第43章

  对于身体的不适,苏苏总是很钝感,像以前受伤流血她也只是感觉有点点疼而已,阑尾炎那次也只是稍微有点疼,这次也只是感觉不那么舒服而已。
  对她来说,身体发生的所有的不适都算不上难受,但她还是点点头,因为现在的江望舒太让她眷恋了。
  人一旦开始舍不得就会变得脆弱。
  苏苏现在就很脆弱,拉着江望舒的手不让她走,人生中第二次表现出自己的渴望,“江望舒,你抱抱我。”
  说完她有点忐忑,小时候生病时她也这样央过妈妈,但被拒绝了。
  江望舒没让她忐忑太久,眨眼的功夫就俯身拥住她,手掌轻轻揉着她的脑袋,在无声中给了她温暖。
  第 39 章
  一夜过后,苏苏感觉自己已无大碍,但江望舒还是让她在酒店再休息半天,下午再坐飞机回明城。
  飞机降落时遇上了气流,在颠簸中,苏苏头一次对这个世界产生不舍,她想和江望舒有个好的结果了。
  好贪心啊。
  仅一夜之间,她的想法就发生了翻天覆地的变化,动静大得她有些慌,她要怎么做才能和江望舒相守一辈子?
  飞机安全降落后,江望舒偏头看了她一眼有些惨白的嘴唇,以为她被吓到了,捏捏她的手,柔声安慰:“别怕,已经安全落地了。”

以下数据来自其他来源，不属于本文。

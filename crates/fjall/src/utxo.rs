//! The UTXO store: chain-partitioned records, the shared spend index, the
//! address index and the engine's stage watermarks, all in one database so
//! a batch spanning them is atomic.
//!
//! The write batch keeps its own pending-record map: fjall batches do not
//! honor reads of uncommitted writes, and a tx may consume an output created
//! earlier in the same batch.

use std::collections::HashMap;
use std::path::Path;
use std::sync::Arc;

use fjall::{Database, Keyspace, OwnedWriteBatch, PersistMode};

use serac_core::{
    AssetId, AssetInfo, BlockHeight, ChainTag, SpendInfo, StageWatermark, StoreError, StoredUtxo,
    UtxoId, UtxoUpdate,
};

use crate::keys::{address_key, address_prefix, utxo_id_from_suffix, utxo_key};
use crate::{open_database, open_keyspace, Error};

#[derive(Clone)]
pub struct UtxoStore {
    db: Arc<Database>,
    utxos: Keyspace,
    spent: Keyspace,
    addresses: Keyspace,
    assets: Keyspace,
    watermarks: Keyspace,
}

impl UtxoStore {
    pub fn open(path: impl AsRef<Path>, cache_mb: Option<usize>) -> Result<Self, Error> {
        let db = Arc::new(open_database(path.as_ref(), cache_mb)?);

        let utxos = open_keyspace(&db, "utxos")?;
        let spent = open_keyspace(&db, "spent")?;
        let addresses = open_keyspace(&db, "addresses")?;
        let assets = open_keyspace(&db, "assets")?;
        let watermarks = open_keyspace(&db, "watermarks")?;

        Ok(Self {
            db,
            utxos,
            spent,
            addresses,
            assets,
            watermarks,
        })
    }

    fn read_utxo(&self, key: &[u8]) -> Result<Option<StoredUtxo>, StoreError> {
        let Some(raw) = self.utxos.get(key).map_err(Error::from)? else {
            return Ok(None);
        };

        let record = bincode::deserialize(raw.as_ref())
            .map_err(|e| StoreError::Codec(e.to_string()))?;

        Ok(Some(record))
    }
}

impl serac_core::UtxoStore for UtxoStore {
    type Batch = UtxoWriteBatch;

    fn start_batch(&self) -> Result<Self::Batch, StoreError> {
        Ok(UtxoWriteBatch {
            batch: self.db.batch(),
            store: self.clone(),
            pending: HashMap::new(),
        })
    }

    fn get_utxo(&self, chain: ChainTag, id: &UtxoId) -> Result<Option<StoredUtxo>, StoreError> {
        self.read_utxo(&utxo_key(chain, id))
    }

    fn get_spend(&self, chain: ChainTag, id: &UtxoId) -> Result<Option<SpendInfo>, StoreError> {
        let Some(raw) = self.spent.get(utxo_key(chain, id)).map_err(Error::from)? else {
            return Ok(None);
        };

        // a spend-index row that cannot decode is corrupt state, not a miss
        let info = bincode::deserialize(raw.as_ref())
            .map_err(|e| StoreError::Codec(e.to_string()))?;

        Ok(Some(info))
    }

    fn by_address(&self, chain: ChainTag, address: &str) -> Result<Vec<UtxoId>, StoreError> {
        let prefix = address_prefix(chain, address);
        let mut out = Vec::new();

        for guard in self.addresses.prefix(&prefix) {
            let key = guard.key().map_err(|e| Error::Fjall(e.into()))?;

            if let Some(id) = utxo_id_from_suffix(key.as_ref(), prefix.len()) {
                out.push(id);
            }
        }

        Ok(out)
    }

    fn get_asset(&self, id: &AssetId) -> Result<Option<AssetInfo>, StoreError> {
        let Some(raw) = self.assets.get(id.as_bytes()).map_err(Error::from)? else {
            return Ok(None);
        };

        let info = bincode::deserialize(raw.as_ref())
            .map_err(|e| StoreError::Codec(e.to_string()))?;

        Ok(Some(info))
    }

    fn watermark(&self, stage: StageWatermark) -> Result<Option<BlockHeight>, StoreError> {
        let Some(raw) = self.watermarks.get(stage.key()).map_err(Error::from)? else {
            return Ok(None);
        };

        let bytes: [u8; 8] = raw
            .as_ref()
            .try_into()
            .map_err(|_| StoreError::Codec("watermark cell is not 8 bytes".into()))?;

        Ok(Some(u64::from_be_bytes(bytes)))
    }
}

pub struct UtxoWriteBatch {
    batch: OwnedWriteBatch,
    store: UtxoStore,
    pending: HashMap<Vec<u8>, StoredUtxo>,
}

impl serac_core::UtxoBatch for UtxoWriteBatch {
    fn upsert(
        &mut self,
        chain: ChainTag,
        id: &UtxoId,
        update: UtxoUpdate,
    ) -> Result<(), StoreError> {
        let key = utxo_key(chain, id);

        let mut record = match self.pending.get(&key) {
            Some(hit) => hit.clone(),
            None => self
                .store
                .read_utxo(&key)?
                .unwrap_or_else(|| StoredUtxo::new(*id)),
        };

        record.merge(update);

        let encoded =
            bincode::serialize(&record).map_err(|e| StoreError::Codec(e.to_string()))?;
        self.batch.insert(&self.store.utxos, &key, encoded);

        self.pending.insert(key, record);
        Ok(())
    }

    fn mark_spent(
        &mut self,
        chain: ChainTag,
        id: &UtxoId,
        info: &SpendInfo,
    ) -> Result<(), StoreError> {
        let encoded = bincode::serialize(info).map_err(|e| StoreError::Codec(e.to_string()))?;
        self.batch.insert(&self.store.spent, utxo_key(chain, id), encoded);
        Ok(())
    }

    fn index_address(
        &mut self,
        chain: ChainTag,
        address: &str,
        id: &UtxoId,
    ) -> Result<(), StoreError> {
        self.batch
            .insert(&self.store.addresses, address_key(chain, address, id), []);
        Ok(())
    }

    fn put_asset(&mut self, info: &AssetInfo) -> Result<(), StoreError> {
        let encoded = bincode::serialize(info).map_err(|e| StoreError::Codec(e.to_string()))?;
        self.batch
            .insert(&self.store.assets, info.asset_id.as_bytes(), encoded);
        Ok(())
    }

    fn set_watermark(&mut self, stage: StageWatermark, value: u64) -> Result<(), StoreError> {
        self.batch
            .insert(&self.store.watermarks, stage.key(), value.to_be_bytes());
        Ok(())
    }

    fn commit(self) -> Result<(), StoreError> {
        let batch = self.batch.durability(Some(PersistMode::SyncAll));
        batch.commit().map_err(|e| Error::Fjall(e).into())
    }
}

#[cfg(test)]
mod tests {
    use super::*;
    use serac_core::{UtxoBatch as _, UtxoStore as _};

    fn id(byte: u8) -> UtxoId {
        UtxoId::from([byte; 32])
    }

    fn store() -> (tempfile::TempDir, UtxoStore) {
        let dir = tempfile::tempdir().unwrap();
        let store = UtxoStore::open(dir.path().join("utxos"), None).unwrap();
        (dir, store)
    }

    fn amount_update(amount: &str) -> UtxoUpdate {
        UtxoUpdate {
            amount: Some(amount.into()),
            addresses: Some(vec!["P-avax1zzz".into()]),
            threshold: Some(1),
            ..Default::default()
        }
    }

    #[test]
    fn upsert_merges_into_committed_state() {
        let (_dir, store) = store();

        let mut batch = store.start_batch().unwrap();
        batch.upsert(ChainTag::Platform, &id(1), amount_update("100")).unwrap();
        batch.commit().unwrap();

        let mut batch = store.start_batch().unwrap();
        batch
            .upsert(
                ChainTag::Platform,
                &id(1),
                UtxoUpdate {
                    block_number: Some(42),
                    ..Default::default()
                },
            )
            .unwrap();
        batch.commit().unwrap();

        let record = store.get_utxo(ChainTag::Platform, &id(1)).unwrap().unwrap();
        assert_eq!(record.amount.as_deref(), Some("100"));
        assert_eq!(record.block_number, Some(42));
    }

    #[test]
    fn upsert_reads_its_own_batch() {
        let (_dir, store) = store();

        let mut batch = store.start_batch().unwrap();
        batch.upsert(ChainTag::Exchange, &id(2), amount_update("7")).unwrap();
        batch
            .upsert(
                ChainTag::Exchange,
                &id(2),
                UtxoUpdate {
                    block_timestamp: Some(99),
                    ..Default::default()
                },
            )
            .unwrap();
        batch.commit().unwrap();

        let record = store.get_utxo(ChainTag::Exchange, &id(2)).unwrap().unwrap();
        assert_eq!(record.amount.as_deref(), Some("7"));
        assert_eq!(record.block_timestamp, Some(99));
    }

    #[test]
    fn partitions_are_isolated() {
        let (_dir, store) = store();

        let mut batch = store.start_batch().unwrap();
        batch.upsert(ChainTag::Platform, &id(3), amount_update("1")).unwrap();
        batch.commit().unwrap();

        assert!(store.get_utxo(ChainTag::Platform, &id(3)).unwrap().is_some());
        assert!(store.get_utxo(ChainTag::Contract, &id(3)).unwrap().is_none());
    }

    #[test]
    fn address_index_prefix_scan() {
        let (_dir, store) = store();

        let mut batch = store.start_batch().unwrap();
        batch.index_address(ChainTag::Platform, "P-avax1one", &id(4)).unwrap();
        batch.index_address(ChainTag::Platform, "P-avax1one", &id(5)).unwrap();
        batch.index_address(ChainTag::Platform, "P-avax1two", &id(6)).unwrap();
        batch.commit().unwrap();

        let mut hits = store.by_address(ChainTag::Platform, "P-avax1one").unwrap();
        hits.sort();
        assert_eq!(hits, vec![id(4), id(5)]);

        assert!(store.by_address(ChainTag::Exchange, "P-avax1one").unwrap().is_empty());
    }

    #[test]
    fn spend_index_roundtrip() {
        let (_dir, store) = store();

        let info = SpendInfo {
            consuming_tx: id(9),
            consuming_time: 123,
            consuming_block_number: 7,
            consumed_on_chain: id(0),
            credentials: None,
        };

        let mut batch = store.start_batch().unwrap();
        batch.mark_spent(ChainTag::Contract, &id(8), &info).unwrap();
        batch.commit().unwrap();

        let loaded = store.get_spend(ChainTag::Contract, &id(8)).unwrap().unwrap();
        assert_eq!(loaded, info);
        assert!(store.get_spend(ChainTag::Platform, &id(8)).unwrap().is_none());
    }

    #[test]
    fn watermark_cells_are_per_stage() {
        let (_dir, store) = store();

        let mut batch = store.start_batch().unwrap();
        batch.set_watermark(StageWatermark::Platform, 10).unwrap();
        batch.set_watermark(StageWatermark::Contract, 20).unwrap();
        batch.commit().unwrap();

        assert_eq!(store.watermark(StageWatermark::Platform).unwrap(), Some(10));
        assert_eq!(store.watermark(StageWatermark::Contract).unwrap(), Some(20));
        assert_eq!(store.watermark(StageWatermark::ExchangeBlocks).unwrap(), None);
    }
}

  苏苏看向她有些温柔的脸,动动唇,该怎么说她怕的不是飞机会不会出事,而是——她真的想要一个确定的结果了。
  “江望舒。”苏苏握着她的手呢喃了一声。
  “嗯?”
  好一会儿之后,苏苏轻叹,软软一笑:“没事,就叫叫你。”
  江望舒笑了,捏着她的手,打趣:“回魂了吗?该下飞机了。”
  飞机上的人已经差不多走完了,苏苏看她一眼,缓缓抬手,掌心向上。
  江望舒轻笑一声,略微无奈地把手搭上去,苏苏满足了,牵着她站起身离开座位。
  因为担心家里的小苏会饿肚子,出了机场,苏苏带着江望舒去买了些小鱼,然后直接回了希望庭园。
  她之前往鱼缸里放了很多小鱼,这会儿已经一条不剩了,小苏还在水里慢悠悠地游来游去,从这头游到那头,看着像在寻觅什么。
  苏苏拎着小鱼靠近鱼缸,小苏像是察觉到了什么,四脚拼命划拉着朝她游过来,却被玻璃拦住,只能焦急地趴在玻璃上,嘴巴张张合合。
  江望舒看到它这副模样,也走了过来,拿手戳了戳玻璃,挑眉看向苏苏,“游泳的样子很像我?”
  说着,她拎过苏苏手里的小鱼往里倒了几条,小苏一个翻身,大口吞下一条鱼,她又看向苏苏,“吃小鱼的样子也像我?还会用爪子擦嘴?”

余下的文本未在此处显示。